Las flores marchitas de María José, como sus calaveras y otros iconos ténebres, poco tienen que ver con la muerte, aunque sí con lo mortal, evocador de lo que vive o ha vivido. Con ese movimiento entre el antes y el ahora, elabora un canal, una vía, un acceso de ida y vuelta, una máquina del tiempo. Pintura entonces como savia, vehículo. Pintura celular necesariamente influida por el sevillano Valdés Leal.

MP & MP Rosado

La unidad aquí nace del 2, obligados ambos a un feliz sometimiento al espejo que libera a la obra de la polaridad haciéndola visible. No en vano el barro y la cerámica toman a menudo cierto protagonismo en su trabajo proponiendo piezas-cuerpos fragmentados o deformados que encuentran singular vínculo.

Los hermanos Rosado someten a sus materias primas a todo tipo de preguntas, le preguntan al cuenco o jarrón, al barro y a la raíz, si también son flor, a la tierra si también es cielo, a la espuma si es mar.

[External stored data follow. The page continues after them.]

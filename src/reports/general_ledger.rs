use chrono::NaiveDate;
use serde::{Deserialize, Serialize};

use crate::domain::{Account, DateRange};
use crate::ledger::Ledger;

use super::{ReportPeriod, ReportPolicy};

#[derive(Debug, Clone, Serialize, Deserialize, PartialEq)]
pub struct GeneralLedgerLine {
    pub date: NaiveDate,
    pub voucher_no: String,
    pub description: String,
    pub debit: f64,
    pub credit: f64,
    pub running_balance: f64,
}

/// Movements of one account with its opening and closing balances.
#[derive(Debug, Clone, Serialize, Deserialize, PartialEq)]
pub struct GeneralLedger {
    pub code: String,
    pub name: String,
    pub period: ReportPeriod,
    pub opening_balance: f64,
    pub lines: Vec<GeneralLedgerLine>,
    pub total_debit: f64,
    pub total_credit: f64,
    pub closing_balance: f64,
}

impl GeneralLedger {
    pub fn assemble(
        ledger: &Ledger<'_>,
        account: &Account,
        period: ReportPeriod,
        policy: &ReportPolicy,
    ) -> Self {
        let engine = ledger.engine();
        let basis = policy.general_ledger;
        // Lines never predate inception; an empty window opens and closes on the balance at `to`.
        let window = DateRange::new(period.from.max(ledger.inception), period.to);
        let opening_balance = if window.is_empty() {
            engine.balance_of(&account.code, ledger.cumulative(period.to), basis)
        } else {
            match window.start.pred_opt() {
                Some(day_before) => {
                    engine.balance_of(&account.code, ledger.cumulative(day_before), basis)
                }
                None => 0.0,
            }
        };

        let mut running_balance = opening_balance;
        let mut total_debit = 0.0;
        let mut total_credit = 0.0;
        let lines: Vec<GeneralLedgerLine> = engine
            .eligible(window, basis)
            .filter(|txn| txn.touches(&account.code))
            .map(|txn| {
                let effect = txn.effect_on(&account.code);
                let (debit, credit) = if effect < 0.0 { (0.0, -effect) } else { (effect, 0.0) };
                total_debit += debit;
                total_credit += credit;
                running_balance += effect;
                GeneralLedgerLine {
                    date: txn.date,
                    voucher_no: txn.voucher_no.clone(),
                    description: txn.description.clone(),
                    debit,
                    credit,
                    running_balance,
                }
            })
            .collect();

        tracing::debug!(
            account = %account.code,
            lines = lines.len(),
            opening_balance,
            closing_balance = running_balance,
            "assembled general ledger"
        );

        Self {
            code: account.code.clone(),
            name: account.name.clone(),
            period,
            opening_balance,
            lines,
            total_debit,
            total_credit,
            closing_balance: running_balance,
        }
    }
}

#[cfg(test)]
mod tests {
    use super::*;
    use crate::domain::{AccountCategory, RecognitionBasis, Transaction, TransactionType};

    fn date(y: i32, m: u32, d: u32) -> NaiveDate {
        NaiveDate::from_ymd_opt(y, m, d).unwrap()
    }

    #[test]
    fn running_balance_starts_from_opening() {
        let cash = Account::new("1001", "Cash", AccountCategory::Asset);
        let accounts = vec![cash.clone()];
        let txns = vec![
            Transaction::new("1", date(2023, 12, 1), TransactionType::Fee, "1001", "4001", 100.0),
            Transaction::new("2", date(2024, 1, 5), TransactionType::Fee, "1001", "4001", 40.0)
                .with_voucher("RV-2"),
            Transaction::new("3", date(2024, 1, 9), TransactionType::Other, "5001", "1001", 25.0)
                .with_voucher("PV-3"),
            Transaction::new("4", date(2024, 1, 9), TransactionType::Other, "5001", "1002", 99.0),
        ];
        let ledger = Ledger::new(&accounts, &txns);
        let period = ReportPeriod::new(date(2024, 1, 1), date(2024, 1, 31));
        let gl = GeneralLedger::assemble(&ledger, &cash, period, &ReportPolicy::default());

        assert_eq!(gl.opening_balance, 100.0);
        assert_eq!(gl.lines.len(), 2);
        assert_eq!(gl.lines[0].voucher_no, "RV-2");
        assert_eq!(gl.lines[0].running_balance, 140.0);
        assert_eq!(gl.lines[1].credit, 25.0);
        assert_eq!(gl.closing_balance, 115.0);
        assert_eq!(
            gl.closing_balance,
            ledger.balance_of("1001", ledger.cumulative(period.to), RecognitionBasis::Accrual)
        );
    }
}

Pero como no puede ser de otro modo las preguntas son siempre especulares, preguntan por la pregunta, por lo que las reúne y las invierte y con este barro hacen su cerámica y de ese negativo nace su fotografía.

Cualquier espacio es apropiado por las piezas de los MP integrándolo, haciéndolo parte, organizándolo, proponiendo la posibilidad como uno de los argumentos centrales de su trabajo, dando lugar y siendo sitio. Aquí entran por la flor para encontrarse con la raíz y con ello la tierra, un gesto que tiene algo de oriental, pues no es tanto encontrarse con la flor como un ser vivo sino como algo que la vida contiene, como contiene también la tierra y el barro.